### [THE TASK]
For this exercise, copy out each line of the material below that includes "geometry".

◇ ◇ ◇ ◇ ◇

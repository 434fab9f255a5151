//! bendpoint is a library for interactive edge routing in node/edge
//! diagrams: pluggable routers compute the rendered line from persisted
//! routing points, routing handles expose those points for editing, and
//! undoable commands move handles (animated or direct), switch elements
//! in and out of edit mode, and detach edge endpoints into dangling
//! anchors while a drag is in flight.

pub mod edit;
pub mod geometry;
pub mod model;
pub mod router;

pub use edit::{CommandContext, CommandHistory};
pub use geometry::Point;
pub use model::{Diagram, DiagramDoc, Edge, Node};
pub use router::{Router, RouterRegistry};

◇ ◇ ◇ ◇ ◇

### [ANSWER BOX]
pub mod geometry;
pub use geometry::Point;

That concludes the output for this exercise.